Chartered or professional body certifications (CIMA, ACCA, CIPD, ICE, IET, RCN) outrank online course completions. List your formal qualifications before self-study certifications.
Expired certifications: include or exclude?
Include if:
- The cert is your primary professional qualification and you intend to renew
- The issuing body confirms it remains valid for employment purposes despite expiry
- The cert demonstrates expertise even if it is not current (e.g. an expired CFA Level I shows you sat and passed a rigorous exam)
Exclude if:
- The cert is legally required to be current for the role (e.g. SIA licence, NMC registration, DBS for regulated roles)

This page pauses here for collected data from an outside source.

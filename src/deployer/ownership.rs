//! Decides which remote resources belong to the current run.
//!
//! Ownership is inferred from names alone: a resource belongs to the run when
//! its name equals the run identity. Nothing on the provider side records who
//! created a resource, so two runs sharing an identity would claim each
//! other's resources.

use crate::provider::{Instance, InstanceStatus};

/// Returns `true` when `resource_name` marks a resource created by the run
/// with `identity`.
#[must_use]
pub fn owned_by_run(resource_name: &str, identity: &str) -> bool {
    !identity.is_empty() && resource_name == identity
}

/// First owned instance that has not yet been terminated.
#[must_use]
pub fn find_live_instance<'a>(instances: &'a [Instance], identity: &str) -> Option<&'a Instance> {
    instances.iter().find(|instance| {
        owned_by_run(instance.name_or_empty(), identity)
            && instance.status != InstanceStatus::Terminated
    })
}

/// Returns `true` when an owned instance reports `active`.
#[must_use]
pub fn any_active(instances: &[Instance], identity: &str) -> bool {
    instances.iter().any(|instance| {
        owned_by_run(instance.name_or_empty(), identity)
            && instance.status == InstanceStatus::Active
    })
}

#[cfg(test)]
mod tests {
    use super::*;
    use rstest::rstest;

    fn instance(id: &str, name: &str, status: InstanceStatus) -> Instance {
        Instance {
            id: id.to_owned(),
            name: Some(name.to_owned()),
            status,
            ip: None,
            instance_type: None,
        }
    }

    #[rstest]
    #[case("run-20250101T000000Z", "run-20250101T000000Z", true)]
    #[case("custom-key", "run-20250101T000000Z", false)]
    #[case("run-20250101T000000Z-extra", "run-20250101T000000Z", false)]
    #[case("run", "run-20250101T000000Z", false)]
    #[case("", "", false)]
    fn ownership_is_exact_name_equality(
        #[case] resource: &str,
        #[case] identity: &str,
        #[case] expected: bool,
    ) {
        assert_eq!(owned_by_run(resource, identity), expected);
    }

    #[test]
    fn live_instance_skips_terminated_and_prefix_matches() {
        let instances = vec![
            instance("i-old", "run", InstanceStatus::Terminated),
            instance("i-prefix", "run-2", InstanceStatus::Active),
            instance("i-live", "run", InstanceStatus::Booting),
        ];
        let found = find_live_instance(&instances, "run").map(|inst| inst.id.as_str());
        assert_eq!(found, Some("i-live"));
    }

    #[test]
    fn unnamed_instances_are_never_owned() {
        let instances = vec![Instance {
            name: None,
            ..instance("i-1", "", InstanceStatus::Active)
        }];
        assert!(find_live_instance(&instances, "run").is_none());
        assert!(!any_active(&instances, "run"));
    }

    #[rstest]
    #[case(InstanceStatus::Active, true)]
    #[case(InstanceStatus::Booting, false)]
    #[case(InstanceStatus::Unhealthy, false)]
    fn active_requires_active_status(#[case] status: InstanceStatus, #[case] expected: bool) {
        let instances = vec![instance("i-1", "run", status)];
        assert_eq!(any_active(&instances, "run"), expected);
    }
}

- The cert is a compliance requirement (First Aid, Manual Handling) and it is significantly out of date — recruit managers will notice and it may raise questions about your commitment to CPD
Format for a lapsed cert you are renewing:
First Aid at Work | St John Ambulance | Expired March 2023 — renewal booked May 2024
Online certifications: are they credible?
Yes — with caveats. The credibility depends on the issuing body and the industry:
High credibility online certs:
- Google Skillshop (Ads, Analytics) — directly employer-tested
- HubSpot Academy — widely recognised in marketing
- Microsoft Learn (Azure, Power BI) — employer-relevant, technically rigorous
- Coursera / edX courses from accredited universities (state the university, not just the platform)
- NEBOSH (online option) — rigorous and industry-recognised in H&S
- CIPD online qualifications — fully accredited
Lower credibility online certs:
- Short Udemy or Skillshare courses without formal assessment
- Certificates of completion with no exam component
- Certifications from obscure providers that cannot be verified
For lower-credibility certs: include them if they are relevant and you can discuss the content — but do not lead with them or give them equal prominence to professionally accredited qualifications.
Professional body memberships vs certifications
These are different things:
Professional body membership (CIPD, IET, ICE, CIMA, ACCA, RICS, Law Society) — ongoing membership that demonstrates engagement with your professional community. List in the format: "Member, CIPD — Level 7" or "IET Student Member."
Certification from a professional body (PRINCE2 Practitioner from AXELOS, PMP from PMI) — a specific qualification awarded after assessment. List with the date and level.
Both belong on your CV. Neither replaces the other.
Frequently asked questions
Should I list every certification I have ever completed?
No — list certifications relevant to the role. A cybersecurity analyst does not need to list their Level 2 Food Safety certificate. Filter for relevance first, then format.
How do I list a certification I am currently working toward?
CFA Level I | CFA Institute | Sitting June 2025
CIMA Certificate in Business Accounting | CIMA | In progress — expected completion September 2025
State "in progress" and include an expected date — it shows active commitment without misrepresenting your current status.
Are Google and LinkedIn Learning certifications worth including?
Google Skillshop certifications (Google Ads, Analytics) are directly valuable for marketing and digital roles. LinkedIn Learning completion certificates are generally not worth listing — the completion threshold is low and recruiters know it. The exception is if you used LinkedIn Learning to complete a specific skills programme from an accredited partner.